THE RAMPING UP OF BELOW-THRESHOLD ENFORCEMENT IN FRANCE

WHEN IS A TRANSACTION AT RISK?

  • Asset swaps, purchasing consortia to divide assets and joint ventures are particularly likely to raise collusion risks. But every transaction between competitors can potentially raise issues of market allocation, as the seller typically agrees to withdraw from a market to the benefit of the acquirer. This is naturally insufficient to characterize an infringement, but if market-sharing discussions are involved at some point, broad non-compete covenants are agreed or information is exchanged on other markets than those involved in the transaction, then risks would likely materialise as well.
  • Acquisitions by dominant firms may even more easily be caught under the concept of abuse. If under Towercast, the mere strengthening of dominance through the acquisition is insufficient, in the Doctolib case, the abuse was characterized relying primarily on the alleged intent to “dry out competition” by “killing” one of the few remaining competitors, as revealed by internal comments and the apparent absence of real efficiencies. In the end, the FCA deemed the transaction abusive because it had “eliminated the only player capable of competing directly with Doctolib and placed other competitors, already in very limited positions, in a situation where they would be unable to act independently of Doctolib“.

DIFFICULTIES MANAGING TRANSACTIONS IN THIS ENVIRONMENT

PRACTICAL STEPS TO MITIGATE RISK

  • Carry out due diligence on below-threshold mergers as if notifiable. A preliminary antitrust assessment of the potential deal is a must-have including for transactions below thresholds. Also ensure that the transaction rationale is sound and referred to in important documents and that synergies are looked at in detail and given weight. In short, even if no notification is expected, involve antitrust lawyers from the outset to ensure all these steps are taken, where and when needed.
  • Provide document creation guidance to staff. Provide guidance on document creation in relation to mergers and remind all staff members who are likely to comment on the transaction internally or externally about them. Even if this is normally part of general compliance training, experience proves that it is important to incorporate a specific reminder in the context of all transactions. Share these guidelines with bankers and consultancy firms advising on the transaction.
  • Organise clean teams and protocols adapted to the level of risk involved. Even for non-notifiable deals, ensure that exchanges of information take place under adapted clean team arrangements and strict protocols to prevent exchanges of commercially sensitive information before closing and inappropriate discussions between actual or potential competitors. The higher the risk of coordination, the stricter these mechanisms and protocols need to be.
  • Consider early engagement with authorities. Voluntary informal consultation with competition authorities may be appropriate for transactions presenting heightened risk, particularly where the target is a close competitor. While such engagement cannot eliminate the possibility that an authority may open an investigation at a later stage, it does limit such risk, and in any event allows to integrate in the process any significant concerns of the authority in time to adjust or reconsider a proposed transaction.
  • Factor risks involved in your transaction strategy. The risks of post-signing and post-closing challenge do not weigh the same way on the seller and the acquirer and questions such as the timing of publication of the transaction and of closing have a direct impact on the moment the risk, if any, can materialise. Anticipate and factor enforcement risk into transaction timelines.

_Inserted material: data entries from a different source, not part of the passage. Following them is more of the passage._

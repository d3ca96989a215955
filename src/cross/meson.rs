//! Meson cross file.
//!
//! Built from the architecture table's meson facts and the target's
//! toolchain prefix.

use std::path::{Path, PathBuf};

use anyhow::{anyhow, Result};

use crate::core::arch::{self, MesonCpu};
use crate::core::target::{BuildTarget, Compiler};
use crate::util::fs::{slash_path, write_string};

/// A binary entry: one program, or a program plus arguments.
#[derive(Debug, Clone, PartialEq, Eq)]
pub struct MesonBinary {
    pub name: &'static str,
    pub command: Vec<String>,
}

#[derive(Debug, Clone, PartialEq, Eq)]
pub struct MesonCrossFile {
    pub binaries: Vec<MesonBinary>,
    pub system: String,
    pub cpu: MesonCpu,
    pub sys_root: Option<String>,
}

impl MesonCrossFile {
    /// Cross file for a target. `pkg_config` overrides the pkg-config binary.
    pub fn for_target(target: &BuildTarget, pkg_config: Option<&Path>, sys_root: Option<String>) -> Result<Self> {
        let arch = arch::lookup(&target.machine)
            .ok_or_else(|| anyhow!("unknown machine `{}` for meson cross file", target.machine))?;

        let mut binaries = Vec::new();
        if target.compiler == Compiler::Zig {
            for (name, driver) in [("c", "cc"), ("cpp", "c++")] {
                binaries.push(MesonBinary {
                    name,
                    command: vec![
                        "zig".to_string(),
                        driver.to_string(),
                        "-target".to_string(),
                        arch.zig_target.to_string(),
                    ],
                });
            }
            for (name, tool) in [("ar", "ar"), ("ranlib", "ranlib")] {
                binaries.push(MesonBinary {
                    name,
                    command: vec!["zig".to_string(), tool.to_string()],
                });
            }
        } else {
            let prefix = arch.gcc_prefix(target.libc);
            for (name, tool) in [("c", "gcc"), ("cpp", "g++"), ("ar", "ar"), ("strip", "strip")] {
                binaries.push(MesonBinary {
                    name,
                    command: vec![format!("{}{}", prefix, tool)],
                });
            }
        }
        binaries.push(MesonBinary {
            name: "pkg-config",
            command: vec![pkg_config
                .map(slash_path)
                .unwrap_or_else(|| "pkg-config".to_string())],
        });

        Ok(MesonCrossFile {
            binaries,
            system: target.platform.clone(),
            cpu: arch.meson,
            sys_root,
        })
    }

    pub fn render(&self) -> String {
        let mut out = String::from("[binaries]\n");
        for binary in &self.binaries {
            let value = match binary.command.as_slice() {
                [single] => quote(single),
                many => format!(
                    "[{}]",
                    many.iter().map(|s| quote(s)).collect::<Vec<_>>().join(", ")
                ),
            };
            out.push_str(&format!("{} = {}\n", binary.name, value));
        }

        out.push_str("\n[host_machine]\n");
        out.push_str(&format!("system = {}\n", quote(&self.system)));
        out.push_str(&format!("cpu_family = {}\n", quote(self.cpu.cpu_family)));
        out.push_str(&format!("cpu = {}\n", quote(self.cpu.cpu)));
        out.push_str(&format!("endian = {}\n", quote(self.cpu.endian)));

        if let Some(sys_root) = &self.sys_root {
            out.push_str("\n[properties]\n");
            out.push_str(&format!("sys_root = {}\n", quote(sys_root)));
        }
        out
    }
}

fn quote(value: &str) -> String {
    format!("'{}'", value.replace('\'', "\\'"))
}

/// File name of the cross file for a machine.
pub fn cross_file_name(machine: &str) -> String {
    format!("meson-cross-{}.ini", machine)
}

/// Write the cross file into `dir`.
pub fn write_cross_file(dir: &Path, target: &BuildTarget, cross: &MesonCrossFile) -> Result<PathBuf> {
    let path = dir.join(cross_file_name(&target.machine));
    write_string(&path, &cross.render())?;
    tracing::info!("generated meson cross file at: {}", path.display());
    Ok(path)
}
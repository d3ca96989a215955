//! `crossport fetch` command

use anyhow::Result;

use crate::cli::SessionArgs;
use crate::commands::{nothing_to_build, open_session};

pub fn execute(args: SessionArgs) -> Result<()> {
    let session = open_session(&args)?;
    if nothing_to_build(&session) {
        return Ok(());
    }
    let triplet = session.triplet()?;
    let engine = session.engine();
    let tools = session.host_tools();

    if session.libraries.is_empty() {
        tracing::info!("no external libraries to fetch");
    }
    session.orchestrator(&triplet, &engine, &tools).fetch()?;

    println!(
        "fetched {} external libraries for {} into {}",
        session.libraries.len(),
        triplet,
        session.layout.extlib_dir.display()
    );
    Ok(())
}
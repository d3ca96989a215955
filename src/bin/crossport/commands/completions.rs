//! `crossport completions` command
//!
//! Generates shell completions for various shells.

use std::io;

use anyhow::Result;
use clap::CommandFactory;
use clap_complete::generate;

use crate::cli::{Cli, CompletionsArgs};

pub fn execute(args: CompletionsArgs) -> Result<()> {
    let mut cmd = Cli::command();
    let name = cmd.get_name().to_string();

    generate(args.shell, &mut cmd, name, &mut io::stdout());

    Ok(())
}
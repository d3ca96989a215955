//! External library mapping.
//!
//! Collects the third-party libraries a plan needs, pins them against the
//! app's version table, and maps them to distribution package names.

use std::collections::{BTreeMap, BTreeSet};

use crate::core::app::AppConfig;
use crate::ops::Warning;
use crate::resolver::BuildPlan;

/// Extra library groups to pull in.
#[derive(Debug, Clone, Copy, Default)]
pub struct ExtlibOptions {
    pub tests: bool,
    pub demo: bool,
}

/// The pinned library set for a build.
#[derive(Debug, Clone, Default, PartialEq, Eq)]
pub struct ExternalLibraries {
    /// Library name to version ("" when unpinned)
    pub libraries: BTreeMap<String, String>,
    pub warnings: Vec<Warning>,
}

impl ExternalLibraries {
    pub fn len(&self) -> usize {
        self.libraries.len()
    }

    pub fn is_empty(&self) -> bool {
        self.libraries.is_empty()
    }

    pub fn names(&self) -> impl Iterator<Item = &String> {
        self.libraries.keys()
    }
}

/// Every `extlibs` and `<platform>-extlibs` entry of the plan's modules.
pub fn collect_extlibs(plan: &BuildPlan, platform: &str) -> BTreeSet<String> {
    let qualified = format!("{}-extlibs", platform);
    plan.modules()
        .values()
        .flat_map(|module| {
            module
                .extlibs
                .iter()
                .chain(module.list(&qualified).iter())
                .cloned()
        })
        .collect()
}

/// Keep the names present in the version table, with their versions.
///
/// Absent names are returned separately and only logged at debug level.
pub fn resolve_versions<'a, I>(
    names: I,
    versions: &BTreeMap<String, String>,
) -> (BTreeMap<String, String>, Vec<String>)
where
    I: IntoIterator<Item = &'a String>,
{
    let mut resolved = BTreeMap::new();
    let mut missing = Vec::new();
    for name in names {
        match versions.get(name) {
            Some(version) => {
                resolved.insert(name.clone(), version.clone());
            }
            None => {
                tracing::debug!("no version entry for external library `{}`, dropping it", name);
                missing.push(name.clone());
            }
        }
    }
    (resolved, missing)
}

/// Libraries for a plan: module extlibs, optional test/demo extlibs, minus
/// the platform's skip list.
pub fn gather(
    app: &AppConfig,
    plan: &BuildPlan,
    platform: &str,
    options: ExtlibOptions,
) -> ExternalLibraries {
    let mut names = collect_extlibs(plan, platform);
    if options.tests {
        names.extend(app.test_extlibs.iter().cloned());
    }
    if options.demo {
        names.extend(app.demo_extlibs.iter().cloned());
    }

    let (mut libraries, missing) = resolve_versions(&names, &app.extlibs);
    let mut warnings: Vec<Warning> = missing
        .into_iter()
        .map(|library| Warning::MissingVersionEntry { library })
        .collect();

    for skip in app.skip_list(platform) {
        if libraries.remove(&skip).is_some() {
            tracing::warn!("skipping library {}", skip);
            warnings.push(Warning::SkippedLibrary { library: skip });
        }
    }

    ExternalLibraries {
        libraries,
        warnings,
    }
}

/// Resolved libraries mapped to one package manager's names.
#[derive(Debug, Clone, Default, PartialEq, Eq)]
pub struct VendorPackages {
    /// Vendor package name to version
    pub packages: BTreeMap<String, String>,
    /// Libraries without a vendor mapping
    pub missing: Vec<String>,
}

/// Map libraries through a vendor table. Unmapped libraries are reported,
/// not fatal.
pub fn map_to_vendor(
    resolved: &BTreeMap<String, String>,
    vendor_table: &BTreeMap<String, String>,
) -> VendorPackages {
    let mut mapped = VendorPackages::default();
    for (name, version) in resolved {
        match vendor_table.get(name) {
            Some(vendor) => {
                mapped.packages.insert(vendor.clone(), version.clone());
            }
            None => mapped.missing.push(name.clone()),
        }
    }
    mapped
}

/// Vendor packages for a manager, with a warning per unmapped library.
pub fn vendor_packages(
    app: &AppConfig,
    manager: &str,
    libraries: &BTreeMap<String, String>,
) -> (VendorPackages, Vec<Warning>) {
    let empty = BTreeMap::new();
    let table = app.packages.get(manager).unwrap_or(&empty);
    let mapped = map_to_vendor(libraries, table);
    let warnings = mapped
        .missing
        .iter()
        .map(|library| Warning::MissingVendorPackage {
            library: library.clone(),
            manager: manager.to_string(),
        })
        .collect();
    (mapped, warnings)
}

1 Law No. 2026-403 dated 26 May 2026 on the Simplification of Economic Life. The aggregate worldwide turnover threshold increases from € 150 million to € 250 million and the domestic turnover threshold from € 50 to 80 million.

2 ECJ, 16 March 2023, Case C-449/21, Towercast v Autorité de la concurrence et Ministère de l’Economie.

3 FCA, Decision No 24-D-05 of 2 May 2024, regarding practices implemented in the meat-cutting sector.

4 FCA, Decision No 25-D-06 of 6 November 2025, regarding practices implemented in the medical online booking sector.